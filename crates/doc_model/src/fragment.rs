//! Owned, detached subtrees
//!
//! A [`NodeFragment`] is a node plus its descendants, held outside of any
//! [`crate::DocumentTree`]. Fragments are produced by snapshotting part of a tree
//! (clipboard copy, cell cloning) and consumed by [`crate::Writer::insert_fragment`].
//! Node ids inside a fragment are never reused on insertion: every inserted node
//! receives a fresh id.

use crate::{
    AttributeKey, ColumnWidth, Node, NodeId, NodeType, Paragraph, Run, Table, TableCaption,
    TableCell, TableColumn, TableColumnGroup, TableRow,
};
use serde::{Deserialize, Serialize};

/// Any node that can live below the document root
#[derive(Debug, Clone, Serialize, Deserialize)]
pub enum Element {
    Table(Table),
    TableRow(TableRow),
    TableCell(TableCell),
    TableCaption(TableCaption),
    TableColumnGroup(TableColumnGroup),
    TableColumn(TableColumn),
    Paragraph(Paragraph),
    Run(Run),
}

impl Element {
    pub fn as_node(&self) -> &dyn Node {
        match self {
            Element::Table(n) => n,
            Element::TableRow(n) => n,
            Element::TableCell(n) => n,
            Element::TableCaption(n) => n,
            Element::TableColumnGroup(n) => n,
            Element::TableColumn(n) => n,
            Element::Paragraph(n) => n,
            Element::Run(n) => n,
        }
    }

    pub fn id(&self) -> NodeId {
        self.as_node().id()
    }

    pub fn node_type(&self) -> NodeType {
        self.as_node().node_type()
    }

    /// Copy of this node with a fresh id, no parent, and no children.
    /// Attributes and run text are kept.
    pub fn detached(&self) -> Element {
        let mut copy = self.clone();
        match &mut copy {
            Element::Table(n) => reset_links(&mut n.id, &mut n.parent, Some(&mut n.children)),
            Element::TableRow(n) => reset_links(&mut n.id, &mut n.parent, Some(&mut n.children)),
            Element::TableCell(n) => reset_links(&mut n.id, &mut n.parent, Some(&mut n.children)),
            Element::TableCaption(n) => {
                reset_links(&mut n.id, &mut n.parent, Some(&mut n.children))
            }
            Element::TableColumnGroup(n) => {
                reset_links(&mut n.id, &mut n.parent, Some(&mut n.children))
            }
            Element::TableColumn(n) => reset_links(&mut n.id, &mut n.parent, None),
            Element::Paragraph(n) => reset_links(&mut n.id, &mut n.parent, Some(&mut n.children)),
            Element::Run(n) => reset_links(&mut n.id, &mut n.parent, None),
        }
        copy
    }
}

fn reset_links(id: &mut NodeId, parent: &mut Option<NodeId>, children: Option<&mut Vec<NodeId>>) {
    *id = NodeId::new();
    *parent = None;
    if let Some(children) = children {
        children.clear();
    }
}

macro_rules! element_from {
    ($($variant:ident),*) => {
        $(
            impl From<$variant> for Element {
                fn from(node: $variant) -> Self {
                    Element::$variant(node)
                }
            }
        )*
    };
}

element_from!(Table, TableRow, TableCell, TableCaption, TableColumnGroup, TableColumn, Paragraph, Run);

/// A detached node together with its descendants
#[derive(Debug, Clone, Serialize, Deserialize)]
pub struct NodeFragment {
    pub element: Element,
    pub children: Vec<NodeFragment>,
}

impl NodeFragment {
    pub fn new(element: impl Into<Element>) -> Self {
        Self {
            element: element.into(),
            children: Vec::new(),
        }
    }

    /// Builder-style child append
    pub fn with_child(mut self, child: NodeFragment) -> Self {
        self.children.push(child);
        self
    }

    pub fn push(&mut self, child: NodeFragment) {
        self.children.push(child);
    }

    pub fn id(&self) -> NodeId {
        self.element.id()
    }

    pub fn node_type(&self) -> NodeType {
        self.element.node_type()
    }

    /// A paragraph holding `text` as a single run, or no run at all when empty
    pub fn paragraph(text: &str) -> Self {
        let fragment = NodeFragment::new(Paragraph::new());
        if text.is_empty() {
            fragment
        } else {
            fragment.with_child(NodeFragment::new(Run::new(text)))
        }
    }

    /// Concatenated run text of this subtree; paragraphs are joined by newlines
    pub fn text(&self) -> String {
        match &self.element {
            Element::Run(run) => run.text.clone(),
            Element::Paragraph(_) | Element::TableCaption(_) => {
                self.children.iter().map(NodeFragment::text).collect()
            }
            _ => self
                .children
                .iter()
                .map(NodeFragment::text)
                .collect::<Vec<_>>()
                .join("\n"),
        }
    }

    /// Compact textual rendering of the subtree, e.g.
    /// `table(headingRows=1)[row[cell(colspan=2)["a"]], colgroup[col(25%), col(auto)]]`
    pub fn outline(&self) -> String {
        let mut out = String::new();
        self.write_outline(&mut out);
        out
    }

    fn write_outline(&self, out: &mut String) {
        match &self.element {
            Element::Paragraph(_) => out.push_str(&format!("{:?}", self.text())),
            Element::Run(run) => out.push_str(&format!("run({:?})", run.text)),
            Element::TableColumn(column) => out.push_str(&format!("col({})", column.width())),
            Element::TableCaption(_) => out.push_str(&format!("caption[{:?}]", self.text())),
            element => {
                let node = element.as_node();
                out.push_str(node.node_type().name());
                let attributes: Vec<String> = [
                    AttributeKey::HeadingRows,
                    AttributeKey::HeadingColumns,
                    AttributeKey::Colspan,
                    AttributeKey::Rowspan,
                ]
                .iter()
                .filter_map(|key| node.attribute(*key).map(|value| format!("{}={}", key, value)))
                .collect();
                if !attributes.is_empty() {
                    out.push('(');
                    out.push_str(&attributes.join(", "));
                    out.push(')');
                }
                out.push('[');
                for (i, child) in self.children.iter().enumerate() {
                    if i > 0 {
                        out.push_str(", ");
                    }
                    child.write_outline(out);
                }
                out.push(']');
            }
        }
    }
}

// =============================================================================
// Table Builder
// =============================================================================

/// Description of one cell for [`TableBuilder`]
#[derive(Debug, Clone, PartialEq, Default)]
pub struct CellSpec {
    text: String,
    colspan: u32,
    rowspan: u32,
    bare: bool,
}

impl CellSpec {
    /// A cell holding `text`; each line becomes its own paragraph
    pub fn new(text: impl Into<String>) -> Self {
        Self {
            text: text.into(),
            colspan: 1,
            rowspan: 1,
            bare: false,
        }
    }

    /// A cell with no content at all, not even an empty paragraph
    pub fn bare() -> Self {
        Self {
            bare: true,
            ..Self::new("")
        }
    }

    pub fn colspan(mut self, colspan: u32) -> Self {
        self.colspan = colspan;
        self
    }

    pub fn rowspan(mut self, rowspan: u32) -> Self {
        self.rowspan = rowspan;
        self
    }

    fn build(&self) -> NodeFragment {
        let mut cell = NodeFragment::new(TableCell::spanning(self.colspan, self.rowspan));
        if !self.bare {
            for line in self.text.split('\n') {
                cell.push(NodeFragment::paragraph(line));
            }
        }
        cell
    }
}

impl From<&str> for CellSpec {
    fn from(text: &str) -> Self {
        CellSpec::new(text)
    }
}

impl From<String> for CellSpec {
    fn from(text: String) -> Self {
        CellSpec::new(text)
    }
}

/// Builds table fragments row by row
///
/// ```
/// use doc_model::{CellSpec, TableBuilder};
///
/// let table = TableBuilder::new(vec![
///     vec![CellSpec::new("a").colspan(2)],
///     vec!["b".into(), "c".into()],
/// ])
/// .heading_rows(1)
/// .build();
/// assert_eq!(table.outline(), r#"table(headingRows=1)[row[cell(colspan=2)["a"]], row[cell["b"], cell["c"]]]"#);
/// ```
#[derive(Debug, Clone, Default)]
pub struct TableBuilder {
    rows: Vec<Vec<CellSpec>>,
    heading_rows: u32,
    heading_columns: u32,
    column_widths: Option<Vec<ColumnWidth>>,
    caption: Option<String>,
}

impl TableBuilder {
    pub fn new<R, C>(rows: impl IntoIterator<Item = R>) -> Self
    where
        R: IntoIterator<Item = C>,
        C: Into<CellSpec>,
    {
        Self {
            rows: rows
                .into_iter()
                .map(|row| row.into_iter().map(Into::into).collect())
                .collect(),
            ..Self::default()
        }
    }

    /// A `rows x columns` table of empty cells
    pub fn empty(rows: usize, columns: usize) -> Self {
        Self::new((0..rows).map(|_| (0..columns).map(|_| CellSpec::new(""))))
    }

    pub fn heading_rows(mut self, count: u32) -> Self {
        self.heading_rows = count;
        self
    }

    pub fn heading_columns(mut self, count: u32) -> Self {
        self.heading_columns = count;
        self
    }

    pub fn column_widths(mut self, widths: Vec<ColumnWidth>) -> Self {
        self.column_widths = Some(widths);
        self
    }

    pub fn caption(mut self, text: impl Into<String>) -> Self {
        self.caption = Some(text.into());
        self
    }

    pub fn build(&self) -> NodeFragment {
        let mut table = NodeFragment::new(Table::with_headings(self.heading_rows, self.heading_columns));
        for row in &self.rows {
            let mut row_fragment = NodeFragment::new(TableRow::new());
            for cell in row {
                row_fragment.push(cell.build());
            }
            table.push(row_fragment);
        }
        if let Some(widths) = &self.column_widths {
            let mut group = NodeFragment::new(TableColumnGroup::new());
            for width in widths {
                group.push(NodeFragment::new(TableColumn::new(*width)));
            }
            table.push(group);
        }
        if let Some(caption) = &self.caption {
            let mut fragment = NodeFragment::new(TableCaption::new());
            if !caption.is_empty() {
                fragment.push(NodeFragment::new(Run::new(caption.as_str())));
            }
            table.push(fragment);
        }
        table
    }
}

::::::::::

REQUIRED ACTION: Wherever the word "descendants" occurs in a line of the listing, copy that line.

EXERCISE RESULT:
//! A [`NodeFragment`] is a node plus its descendants, held outside of any
/// A detached node together with its descendants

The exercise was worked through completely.